According to leaks from the yet to be released report, the panel highlighted the impacts of Saudi-led bombing on civilian areas, the accumulation of arms in the country and the Saudi blockade of ships, which it argued is preventing much needed humanitarian aid from entering Yemen.

© REUTERS / Abduljabbar ZeyadFirefighters attempt to extinguish a fire at a foodstuff storage facility destroyed by a Saudi-led air strike in Yemen's Red Sea port city of Houdieda January 6, 2016.
Firefighters attempt to extinguish a fire at a foodstuff storage facility destroyed by a Saudi-led air strike in Yemen's Red Sea port city of Houdieda January 6, 2016. - Sputnik International
Firefighters attempt to extinguish a fire at a foodstuff storage facility destroyed by a Saudi-led air strike in Yemen's Red Sea port city of Houdieda January 6, 2016.

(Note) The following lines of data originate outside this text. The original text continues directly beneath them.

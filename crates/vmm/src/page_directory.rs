//! Architecture-independent page directory.
//!
//! This module provides the `PageDirectory` type, the reference [`PhysicalMap`]: it records
//! one entry per mapped page, encoded with the active architecture's page flags. The
//! software-emulated kernel and the test suite run on it directly.

use alloc::collections::BTreeMap;

use crate::{
    MapFlags, PhysicalAddress, PhysicalMap, Protection, Result, Translation, VirtualAddress,
    arch::{self, PageFlags},
};

/// A single leaf entry: the mapped frame and its flags.
#[derive(Debug, Clone, Copy, PartialEq, Eq)]
struct PageEntry {
    frame: PhysicalAddress,
    flags: PageFlags,
}

/// A page table manager keyed by virtual page number.
#[derive(Default)]
pub struct PageDirectory {
    entries: BTreeMap<usize, PageEntry>,
}

impl PageDirectory {
    /// Creates a page directory with no translations.
    pub fn new() -> Self {
        Self {
            entries: BTreeMap::new(),
        }
    }

    /// Returns the number of pages with an installed translation.
    pub fn len(&self) -> usize {
        self.entries.len()
    }

    /// Returns true if no translation is installed.
    pub fn is_empty(&self) -> bool {
        self.entries.is_empty()
    }

    fn page_number(vaddr: VirtualAddress) -> usize {
        vaddr.as_usize() / arch::PAGE_SIZE
    }
}

impl PhysicalMap for PageDirectory {
    /// # Panics
    ///
    /// Panics if either address is not page-aligned.
    fn install(
        &mut self,
        vaddr: VirtualAddress,
        paddr: PhysicalAddress,
        prot: Protection,
        flags: MapFlags,
    ) -> Result<()> {
        assert!(
            vaddr.is_page_aligned(),
            "virtual address must be page-aligned"
        );
        assert!(
            paddr.is_page_aligned(),
            "physical address must be page-aligned"
        );

        let entry = PageEntry {
            frame: paddr,
            flags: PageFlags::for_mapping(prot, flags),
        };
        self.entries.insert(Self::page_number(vaddr), entry);
        Ok(())
    }

    /// # Panics
    ///
    /// Panics if `vaddr` or `len` is not page-aligned.
    fn remove(&mut self, vaddr: VirtualAddress, len: usize) {
        assert!(
            vaddr.is_page_aligned(),
            "virtual address must be page-aligned"
        );
        assert!(len % arch::PAGE_SIZE == 0, "length must be page-aligned");

        let first = Self::page_number(vaddr);
        let end = first + len / arch::PAGE_SIZE;

        // Carve [first, end) out of the map in two splits instead of walking every page.
        let mut removed = self.entries.split_off(&first);
        let mut after = removed.split_off(&end);
        self.entries.append(&mut after);

        if !removed.is_empty() {
            log::trace!("removed {} translations at {}", removed.len(), vaddr);
        }
    }

    fn translate(&self, vaddr: VirtualAddress) -> Option<Translation> {
        let entry = self.entries.get(&Self::page_number(vaddr))?;
        if !entry.flags.is_present() {
            return None;
        }

        Some(Translation {
            address: entry.frame + vaddr.page_offset(),
            protection: entry.flags.protection(),
            flags: entry.flags.attributes(),
        })
    }
}
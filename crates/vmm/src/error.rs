//! Errors reported by address-space operations.

use core::fmt;

/// Errors that can occur while manipulating an address space.
///
/// All of these are recoverable and describe a problem with the request, never with the
/// state of the address space itself.
#[derive(Debug, Clone, Copy, PartialEq, Eq)]
pub enum VmError {
    /// Misaligned address, size or offset, zero length, or a range outside the map bounds.
    InvalidArgument,
    /// The target range collides with an existing mapping.
    Overlap,
    /// No gap in the map is large enough for the requested size.
    OutOfSpace,
    /// The address or range is not (entirely) covered by mappings.
    NoMapping,
    /// The mapping does not allow the requested kind of access.
    ProtectionViolation,
    /// Memory for a new mapping record or a backing page could not be obtained.
    ResourceExhausted,
}

impl fmt::Display for VmError {
    fn fmt(&self, f: &mut fmt::Formatter<'_>) -> fmt::Result {
        let message = match self {
            VmError::InvalidArgument => "invalid argument",
            VmError::Overlap => "range overlaps an existing mapping",
            VmError::OutOfSpace => "no free range large enough",
            VmError::NoMapping => "address is not mapped",
            VmError::ProtectionViolation => "access not permitted by mapping protection",
            VmError::ResourceExhausted => "out of memory",
        };
        f.write_str(message)
    }
}

impl core::error::Error for VmError {}

/// Result type for address-space operations.
pub type Result<T> = core::result::Result<T, VmError>;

"The [Saudi] coalition's targeting of civilians through airstrikes, either by bombing residential neighborhoods or by treating the entire cities of Sa'dah and Maran as military targets, is a grave violation of the principles of distinction, proportionality and precaution," the report says.

"In certain cases, the Panel found such violations have been conducted in a widespread and systematic manner."

The report also raised concerns over the actions of warring parties, saying that civilians in Yemen were suffering as a result of tactics that "constitute the prohibited use of starvation as a method of warfare."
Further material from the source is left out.